» **Data records**
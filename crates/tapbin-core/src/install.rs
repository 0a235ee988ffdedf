//! Placing a verified artifact's binary into the bin directory.
//!
//! The binary is staged as a temporary file next to its destination and
//! renamed over it, so a failed install never leaves a half-written file
//! and a previous install stays usable until the new one is complete.

use std::fs;
use std::io;
use std::path::{Path, PathBuf};

use tempfile::NamedTempFile;
use thiserror::Error;
use tracing::debug;

use tapbin_schema::ArtifactFormat;

use crate::io::download::VerifiedArtifact;
use crate::io::extract::{self, ExtractError};

/// Failures while unpacking or placing the binary.
#[derive(Error, Debug)]
pub enum InstallError {
    /// The bin directory cannot be created or written to.
    #[error("Cannot write to {}: {source}", path.display())]
    NotWritable {
        /// Directory or file that could not be written.
        path: PathBuf,
        /// Underlying error.
        source: io::Error,
    },

    /// The artifact is packed in a format tapbin cannot unpack.
    #[error("Unsupported archive format: {asset}")]
    UnsupportedFormat {
        /// Asset file name from the URL.
        asset: String,
    },

    /// The artifact could not be unpacked.
    #[error("Extraction failed: {0}")]
    Extract(#[from] ExtractError),

    /// The artifact does not contain the expected executable.
    #[error("Binary '{name}' not found in artifact")]
    MissingBinary {
        /// File name that was searched for.
        name: String,
    },

    /// Any other filesystem failure.
    #[error("IO error: {0}")]
    Io(#[from] io::Error),
}

/// A binary that has been placed in its final location.
#[derive(Debug, Clone)]
pub struct InstalledBinary {
    /// Final path of the executable.
    pub path: PathBuf,
    /// Size in bytes.
    pub size: u64,
}

/// Unpack `artifact` into `staging` and place `bin_name` into `bin_dir`.
///
/// Blocking; call from `spawn_blocking` inside async code.
///
/// # Errors
///
/// [`InstallError::UnsupportedFormat`] if the asset name carries an archive
/// suffix that cannot be unpacked, [`InstallError::NotWritable`] if
/// `bin_dir` cannot be created or the binary cannot be written there,
/// [`InstallError::MissingBinary`] if the artifact holds no file called
/// `bin_name`, and extraction or IO errors otherwise.
pub fn install_binary(
    artifact: &VerifiedArtifact,
    bin_name: &str,
    bin_dir: &Path,
    staging: &Path,
) -> Result<InstalledBinary, InstallError> {
    let format =
        ArtifactFormat::detect(&artifact.asset).ok_or_else(|| InstallError::UnsupportedFormat {
            asset: artifact.asset.clone(),
        })?;

    let extract_dir = staging.join("extract");
    let files = extract::extract(format, &artifact.path, &extract_dir, bin_name)?;
    debug!(
        archive = %artifact.path.display(),
        %format,
        files = files.len(),
        "artifact extracted"
    );

    let source = extract::find_binary(&files, bin_name).ok_or_else(|| {
        InstallError::MissingBinary {
            name: bin_name.to_string(),
        }
    })?;
    debug!(entry = %source.relative_path.display(), "binary located");

    place(&source.absolute_path, bin_dir, bin_name)
}

/// Copy `source` to `bin_dir/bin_name` atomically with mode 0755.
fn place(source: &Path, bin_dir: &Path, bin_name: &str) -> Result<InstalledBinary, InstallError> {
    let not_writable = |source: io::Error| InstallError::NotWritable {
        path: bin_dir.to_path_buf(),
        source,
    };

    fs::create_dir_all(bin_dir).map_err(not_writable)?;
    let mut staged = NamedTempFile::with_prefix_in(format!(".{bin_name}."), bin_dir)
        .map_err(not_writable)?;

    let mut input = fs::File::open(source)?;
    let size = io::copy(&mut input, staged.as_file_mut())?;
    staged.as_file().sync_all()?;

    #[cfg(unix)]
    {
        use std::os::unix::fs::PermissionsExt;
        fs::set_permissions(staged.path(), fs::Permissions::from_mode(0o755))?;
    }

    let target = bin_dir.join(bin_name);
    staged
        .persist(&target)
        .map_err(|e| InstallError::NotWritable {
            path: target.clone(),
            source: e.error,
        })?;

    debug!(path = %target.display(), size, "binary placed");
    Ok(InstalledBinary { path: target, size })
}
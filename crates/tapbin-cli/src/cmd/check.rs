//! Check command

use anyhow::{Context, Result};
use std::path::Path;

use crate::ui::ConsoleReporter;
use tapbin_core::{Formula, Reporter};

/// Load and validate a formula file.
pub fn check(path: &Path, output: &ConsoleReporter) -> Result<()> {
    let formula = Formula::from_file(path)
        .with_context(|| format!("Invalid formula {}", path.display()))?;

    output.success(&format!("{} is valid", path.display()));
    println!("  Name: {}", formula.name());
    println!("  Version: {}", formula.version());
    println!("  Binary: {}", formula.bin_name());
    println!("  Releases: {}", formula.releases().len());

    if !formula.version().is_semver() {
        output.warning(&format!(
            "Version '{}' is not semantic versioning",
            formula.version()
        ));
    }

    Ok(())
}
//! tapbin CLI entry point

use std::sync::Arc;

use anyhow::Result;
use clap::Parser;
use tracing_subscriber::EnvFilter;

use tapbin_cli::cmd;
use tapbin_cli::cmd::install::InstallOptions;
use tapbin_cli::ui::ConsoleReporter;
use tapbin_cli::{Cli, Commands};

#[tokio::main]
async fn main() -> Result<()> {
    // Initialize logging
    tracing_subscriber::fmt()
        .with_env_filter(EnvFilter::from_default_env())
        .with_writer(std::io::stderr)
        .init();

    let cli = Cli::parse();
    tracing::debug!(command = ?cli.command, dry_run = cli.dry_run, "dispatching");
    let dry_run = cli.dry_run;
    let reporter = Arc::new(ConsoleReporter::new(cli.quiet));

    match cli.command {
        Commands::Install {
            formula,
            platform,
            bin_dir,
            retries,
        } => {
            let opts = InstallOptions {
                bin_dir,
                retries,
                dry_run,
            };
            cmd::install::install(&formula, &platform, opts, &reporter).await
        }
        Commands::Resolve { formula, platform } => cmd::resolve::resolve_cmd(&formula, &platform),
        Commands::Info { formula } => cmd::info::info(&formula),
        Commands::Check { path } => cmd::check::check(&path, &reporter),
        Commands::Import { path, output } => {
            cmd::import::import(&path, output.as_deref(), dry_run, &reporter)
        }
        Commands::Hash { files } => cmd::hash::hash(&files),
        Commands::Completions { shell } => {
            cmd::completions::completions(shell);
            Ok(())
        }
    }
}
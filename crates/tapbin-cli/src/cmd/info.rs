//! Info command

use anyhow::Result;
use crossterm::style::Stylize;

use crate::FormulaArgs;
use tapbin_schema::Platform;

/// Show formula metadata and its release table.
pub fn info(formula: &FormulaArgs) -> Result<()> {
    let formula = formula.load()?;
    let package = formula.package();
    let current = Platform::current();

    let lw = 12;

    println!();
    println!(
        "  {} {}",
        package.name.as_str().white().bold(),
        package.version.as_str().dark_grey()
    );
    if !package.desc.is_empty() {
        println!("  {}", package.desc);
    }
    println!();

    if !package.homepage.is_empty() {
        println!("  {:<lw$}{}", "homepage", package.homepage);
    }
    if !package.license.is_empty() {
        println!("  {:<lw$}{}", "license", package.license);
    }
    println!("  {:<lw$}{}", "binary", formula.bin_name());
    println!();

    for entry in formula.releases() {
        let marker = if entry.matches(&current) { "*" } else { " " };
        println!("  {marker} {}", entry.selector().cyan());
        println!("      {}", entry.url);
        println!("      {}", entry.sha256.as_str().dark_grey());
    }

    Ok(())
}
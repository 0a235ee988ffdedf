//! UI Theme - colors and icons used by the console reporter

use crossterm::style::Color;

/// Default theme for tapbin output
#[derive(Debug, Clone, Default)]
pub struct Theme {
    /// Colors for different UI elements
    pub colors: ColorScheme,
    /// Status icons
    pub icons: Icons,
}

/// Color scheme for UI elements
#[derive(Debug, Clone)]
pub struct ColorScheme {
    /// Package names (primary content)
    pub package_name: Color,
    /// Version numbers
    pub version: Color,
    /// Sizes, paths and secondary info
    pub secondary: Color,
    /// Section headers
    pub header: Color,
    /// Success states
    pub success: Color,
    /// Warning states
    pub warning: Color,
    /// Error states
    pub error: Color,
}

impl Default for ColorScheme {
    fn default() -> Self {
        Self {
            package_name: Color::Cyan,
            version: Color::White,
            secondary: Color::DarkGrey,
            header: Color::DarkGrey,
            success: Color::Green,
            warning: Color::Yellow,
            error: Color::Red,
        }
    }
}

/// Status icons for different states
#[derive(Debug, Clone)]
pub struct Icons {
    /// Active/in-progress state (●)
    pub active: &'static str,
    /// Success/completed state (✓)
    pub success: &'static str,
    /// Error/failed state (✗)
    pub error: &'static str,
    /// Warning state (⚠)
    pub warning: &'static str,
    /// Info/Tip state (ℹ)
    pub info: &'static str,
}

impl Default for Icons {
    fn default() -> Self {
        Self {
            active: "●",
            success: "✓",
            error: "✗",
            warning: "⚠",
            info: "ℹ",
        }
    }
}

/// Format bytes for human-readable display
pub fn format_size(bytes: u64) -> String {
    let kb = bytes as f64 / 1024.0;
    let mb = kb / 1024.0;
    if mb >= 1024.0 {
        format!("{:.1} GB", mb / 1024.0)
    } else if kb >= 1024.0 {
        format!("{mb:.1} MB")
    } else if kb >= 1.0 {
        format!("{kb:.1} KB")
    } else {
        format!("{bytes} B")
    }
}

/// 24-character progress bar using ▓ (filled) and ░ (empty).
pub fn format_progress_bar(current: u64, total: u64, width: usize) -> String {
    let filled = if total > 0 {
        (((current as f64 / total as f64) * width as f64).round() as usize).min(width)
    } else {
        0
    };
    let empty = width.saturating_sub(filled);
    format!("{}{}", "▓".repeat(filled), "░".repeat(empty))
}

#[cfg(test)]
mod tests {
    use super::*;

    #[test]
    fn test_format_size() {
        assert_eq!(format_size(0), "0 B");
        assert_eq!(format_size(512), "512 B");
        assert_eq!(format_size(2048), "2.0 KB");
        assert_eq!(format_size(5 * 1024 * 1024), "5.0 MB");
        assert_eq!(format_size(3 * 1024 * 1024 * 1024), "3.0 GB");
    }

    #[test]
    fn test_progress_bar_bounds() {
        assert_eq!(format_progress_bar(0, 100, 4), "░░░░");
        assert_eq!(format_progress_bar(50, 100, 4), "▓▓░░");
        assert_eq!(format_progress_bar(100, 100, 4), "▓▓▓▓");
        assert_eq!(format_progress_bar(10, 0, 4), "░░░░");
    }
}
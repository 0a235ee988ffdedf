//! Formula definition parsing
//!
//! A formula is read either from the TOML form or from the subset of the
//! Homebrew Ruby DSL that release tooling generates. Both produce the same
//! validated, immutable [`Formula`].

pub mod homebrew;

use std::fs;
use std::path::Path;
use std::sync::OnceLock;

use serde::{Deserialize, Serialize};
use thiserror::Error;

use tapbin_schema::{PackageName, Platform, ReleaseEntry, ReleaseError, Version};

/// Source of the formula that ships inside the binary.
pub const BUILTIN_FORMULA: &str = include_str!("../../formulas/graphjin.rb");

static BUILTIN: OnceLock<Formula> = OnceLock::new();

/// Errors that can occur when loading or validating a formula.
#[derive(Error, Debug)]
pub enum FormulaError {
    /// An I/O error occurred while reading a formula file.
    #[error("IO error: {0}")]
    Io(#[from] std::io::Error),

    /// The TOML content could not be deserialized.
    #[error("Parse error: {0}")]
    Toml(#[from] toml::de::Error),

    /// The formula could not be rendered as TOML.
    #[error("Render error: {0}")]
    Render(#[from] toml::ser::Error),

    /// A line of a Homebrew formula could not be understood.
    #[error("line {line}: {message}")]
    Parse {
        /// 1-based line number.
        line: usize,
        /// What went wrong.
        message: String,
    },

    /// A required field is empty or missing.
    #[error("Missing field: {0}")]
    MissingField(&'static str),

    /// The formula declares no release entries at all.
    #[error("Formula '{0}' has no release entries")]
    NoReleases(PackageName),

    /// A release entry failed validation.
    #[error("Release entry #{index}: {source}")]
    InvalidRelease {
        /// 1-based position in the formula.
        index: usize,
        /// Underlying validation failure.
        source: ReleaseError,
    },

    /// Two entries could both match the same platform.
    #[error("Release entries '{first}' and '{second}' match the same platform")]
    OverlappingEntries {
        /// Selector of the earlier entry.
        first: String,
        /// Selector of the later entry.
        second: String,
    },

    /// The install binary name is not a plain file name.
    #[error("Invalid binary name '{0}': must be a single path component")]
    InvalidBin(String),
}

/// Descriptive metadata. None of it affects installation.
#[derive(Debug, Clone, Serialize, Deserialize)]
pub struct PackageInfo {
    /// Unique name that identifies the package.
    pub name: PackageName,
    /// Release version.
    pub version: Version,
    /// Short human-readable summary.
    #[serde(default)]
    pub desc: String,
    /// URL of the project's homepage.
    #[serde(default)]
    pub homepage: String,
    /// SPDX license identifier.
    #[serde(default)]
    pub license: String,
}

/// The install action: which file from the artifact goes on the search path.
#[derive(Debug, Clone, Default, Serialize, Deserialize)]
pub struct InstallSpec {
    /// Binary to install (defaults to the package name).
    #[serde(default, skip_serializing_if = "Option::is_none")]
    pub bin: Option<String>,
}

impl InstallSpec {
    /// Returns the binary name, falling back to the package name.
    pub fn effective_bin<'a>(&'a self, pkg_name: &'a str) -> &'a str {
        self.bin.as_deref().unwrap_or(pkg_name)
    }
}

/// A validated formula.
///
/// Construction checks that every entry is well-formed and that no two
/// entries can match the same platform, so lookups never have to pick
/// between candidates.
#[derive(Debug, Clone, Serialize, Deserialize)]
#[serde(try_from = "RawFormula")]
pub struct Formula {
    package: PackageInfo,
    #[serde(rename = "release")]
    releases: Vec<ReleaseEntry>,
    install: InstallSpec,
}

#[derive(Deserialize)]
struct RawFormula {
    package: PackageInfo,
    #[serde(rename = "release", default)]
    releases: Vec<ReleaseEntry>,
    #[serde(default)]
    install: InstallSpec,
}

impl TryFrom<RawFormula> for Formula {
    type Error = FormulaError;

    fn try_from(raw: RawFormula) -> Result<Self, Self::Error> {
        Self::new(raw.package, raw.releases, raw.install)
    }
}

impl Formula {
    /// Build and validate a formula.
    ///
    /// # Errors
    ///
    /// Returns a [`FormulaError`] if the name or version is empty, there are
    /// no entries, an entry is invalid, two entries overlap, or the binary
    /// name is not a plain file name.
    pub fn new(
        package: PackageInfo,
        releases: Vec<ReleaseEntry>,
        install: InstallSpec,
    ) -> Result<Self, FormulaError> {
        if package.name.is_empty() {
            return Err(FormulaError::MissingField("name"));
        }
        if package.version.as_str().is_empty() {
            return Err(FormulaError::MissingField("version"));
        }
        if releases.is_empty() {
            return Err(FormulaError::NoReleases(package.name));
        }

        for (i, entry) in releases.iter().enumerate() {
            entry
                .validate()
                .map_err(|source| FormulaError::InvalidRelease {
                    index: i + 1,
                    source,
                })?;
        }

        for (i, a) in releases.iter().enumerate() {
            if let Some(b) = releases[i + 1..].iter().find(|b| a.overlaps(b)) {
                return Err(FormulaError::OverlappingEntries {
                    first: a.selector(),
                    second: b.selector(),
                });
            }
        }

        let bin = install.effective_bin(&package.name);
        if bin.is_empty() || bin.contains(['/', '\\']) || bin == "." || bin == ".." {
            return Err(FormulaError::InvalidBin(bin.to_string()));
        }

        Ok(Self {
            package,
            releases,
            install,
        })
    }

    /// Parse a formula file, choosing the syntax from its extension.
    ///
    /// `.rb` files are read as Homebrew formulae; anything else as TOML.
    ///
    /// # Errors
    ///
    /// Returns `FormulaError::Io` if the file cannot be read, or a parse /
    /// validation error for its content.
    pub fn from_file(path: &Path) -> Result<Self, FormulaError> {
        let content = fs::read_to_string(path)?;
        if path.extension().is_some_and(|ext| ext == "rb") {
            homebrew::parse(&content)
        } else {
            Self::parse_toml(&content)
        }
    }

    /// Parse a formula from a TOML string.
    ///
    /// # Errors
    ///
    /// Returns `FormulaError::Toml` if the content is invalid or fails validation.
    pub fn parse_toml(content: &str) -> Result<Self, FormulaError> {
        Ok(toml::from_str(content)?)
    }

    /// The formula compiled into the binary, parsed on first use.
    ///
    /// # Errors
    ///
    /// Only fails if the embedded source is itself invalid.
    pub fn builtin() -> Result<&'static Self, FormulaError> {
        if let Some(formula) = BUILTIN.get() {
            return Ok(formula);
        }
        let parsed = homebrew::parse(BUILTIN_FORMULA)?;
        Ok(BUILTIN.get_or_init(|| parsed))
    }

    /// Render the formula in TOML form.
    ///
    /// # Errors
    ///
    /// Returns `FormulaError::Render` if serialization fails.
    pub fn to_toml(&self) -> Result<String, FormulaError> {
        Ok(toml::to_string_pretty(self)?)
    }

    /// The single entry serving `platform`, if any.
    pub fn entry_for(&self, platform: &Platform) -> Option<&ReleaseEntry> {
        self.releases.iter().find(|e| e.matches(platform))
    }

    /// Package metadata.
    pub fn package(&self) -> &PackageInfo {
        &self.package
    }

    /// Package name.
    pub fn name(&self) -> &PackageName {
        &self.package.name
    }

    /// Release version.
    pub fn version(&self) -> &Version {
        &self.package.version
    }

    /// All release entries in declaration order.
    pub fn releases(&self) -> &[ReleaseEntry] {
        &self.releases
    }

    /// Name of the binary the install step places on the search path.
    pub fn bin_name(&self) -> &str {
        self.install.effective_bin(&self.package.name)
    }
}

#[cfg(test)]
mod tests {
    use super::*;
    use tapbin_schema::{BitWidth, CpuArch, Os};

    const SHA_A: &str = "59fb7050371ae3fadb8e2064f711e2be6f1a1d9e33d3dd8eb9a1bea712518f9d";
    const SHA_B: &str = "56d37ba80b20e2607ce7c2dd45742ba7551e61d45c909cc29d9ef1e728ee842c";

    fn toml_with(releases: &str) -> String {
        format!(
            r#"
[package]
name = "demo"
version = "1.2.3"
desc = "A demo tool"
license = "MIT"

{releases}
"#
        )
    }

    #[test]
    fn parses_toml_formula() {
        let src = toml_with(&format!(
            r#"
[[release]]
os = "macos"
arch = "intel"
url = "https://example.com/demo_1.2.3_Darwin_x86_64.tar.gz"
sha256 = "{SHA_A}"

[[release]]
os = "linux"
arch = "arm"
bits = 32
url = "https://example.com/demo_1.2.3_Linux_armv6.tar.gz"
sha256 = "{SHA_B}"

[install]
bin = "demo-cli"
"#
        ));
        let formula = Formula::parse_toml(&src).unwrap();
        assert_eq!(formula.name().as_str(), "demo");
        assert_eq!(formula.version().as_str(), "1.2.3");
        assert_eq!(formula.releases().len(), 2);
        assert_eq!(formula.releases()[1].bits, Some(BitWidth::B32));
        assert_eq!(formula.bin_name(), "demo-cli");
    }

    #[test]
    fn bin_defaults_to_package_name() {
        let src = toml_with(&format!(
            r#"
[[release]]
os = "linux"
arch = "intel"
url = "https://example.com/demo.tar.gz"
sha256 = "{SHA_A}"
"#
        ));
        let formula = Formula::parse_toml(&src).unwrap();
        assert_eq!(formula.bin_name(), "demo");
    }

    #[test]
    fn rejects_overlapping_entries() {
        let src = toml_with(&format!(
            r#"
[[release]]
os = "linux"
arch = "arm"
url = "https://example.com/a.tar.gz"
sha256 = "{SHA_A}"

[[release]]
os = "linux"
arch = "arm"
bits = 64
url = "https://example.com/b.tar.gz"
sha256 = "{SHA_B}"
"#
        ));
        let err = Formula::parse_toml(&src).unwrap_err();
        assert!(err.to_string().contains("match the same platform"), "{err}");
    }

    #[test]
    fn rejects_bad_checksum_and_empty_release_list() {
        let src = toml_with(
            r#"
[[release]]
os = "linux"
arch = "arm"
url = "https://example.com/a.tar.gz"
sha256 = "abc123"
"#,
        );
        assert!(Formula::parse_toml(&src).is_err());

        let err = Formula::parse_toml(&toml_with("")).unwrap_err();
        assert!(err.to_string().contains("no release entries"), "{err}");
    }

    #[test]
    fn rejects_path_like_bin() {
        let info = PackageInfo {
            name: PackageName::new("demo"),
            version: Version::new("1.0.0"),
            desc: String::new(),
            homepage: String::new(),
            license: String::new(),
        };
        let entry = ReleaseEntry {
            os: Os::Linux,
            arch: CpuArch::Intel,
            bits: None,
            url: "https://example.com/demo.tar.gz".to_string(),
            sha256: SHA_A.parse().unwrap(),
        };
        let install = InstallSpec {
            bin: Some("../demo".to_string()),
        };
        let err = Formula::new(info, vec![entry], install).unwrap_err();
        assert!(matches!(err, FormulaError::InvalidBin(_)));
    }

    #[test]
    fn toml_round_trips_through_render() {
        let formula = Formula::builtin().unwrap();
        let rendered = formula.to_toml().unwrap();
        assert!(rendered.contains("[[release]]"));
        let reparsed = Formula::parse_toml(&rendered).unwrap();
        assert_eq!(reparsed.releases(), formula.releases());
        assert_eq!(reparsed.bin_name(), "graphjin");
        assert_eq!(reparsed.package().license, "Apache-2.0");
    }

    #[test]
    fn from_file_dispatches_on_extension() {
        let dir = tempfile::tempdir().unwrap();
        let rb = dir.path().join("graphjin.rb");
        fs::write(&rb, BUILTIN_FORMULA).unwrap();
        let formula = Formula::from_file(&rb).unwrap();
        assert_eq!(formula.releases().len(), 5);

        let toml_path = dir.path().join("graphjin.toml");
        fs::write(&toml_path, formula.to_toml().unwrap()).unwrap();
        let again = Formula::from_file(&toml_path).unwrap();
        assert_eq!(again.version().as_str(), "0.15.91");
    }
}
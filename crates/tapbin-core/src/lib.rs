//! Core library for tapbin.
//!
//! The install flow is a strict three-step typestate:
//!
//! ```text
//! Formula --[resolve()]--> ResolvedRelease --[fetch_and_verify()]--> VerifiedRelease --[install()]--> InstalledRelease
//! ```
//!
//! Each step blocks until complete and any failure aborts the whole run;
//! see [`PipelineError`] for the taxonomy.

pub mod config;
pub mod error;
pub mod formula;
pub mod install;
pub mod io;
pub mod paths;
pub mod pipeline;
pub mod reporter;
pub mod resolve;

pub use config::{InstallerConfig, RetryPolicy};
pub use error::PipelineError;
pub use formula::{Formula, FormulaError, InstallSpec, PackageInfo};
pub use pipeline::{Context, InstalledRelease, VerifiedRelease, run};
pub use reporter::{NullReporter, Reporter};
pub use resolve::{ResolvedRelease, resolve};

/// User Agent string for core operations
pub const USER_AGENT: &str = concat!("tapbin/", env!("CARGO_PKG_VERSION"));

» **Problem details**
Using the entries above, count the lines that have the string "display" in them. Answer with that number only.

» **Result below**
7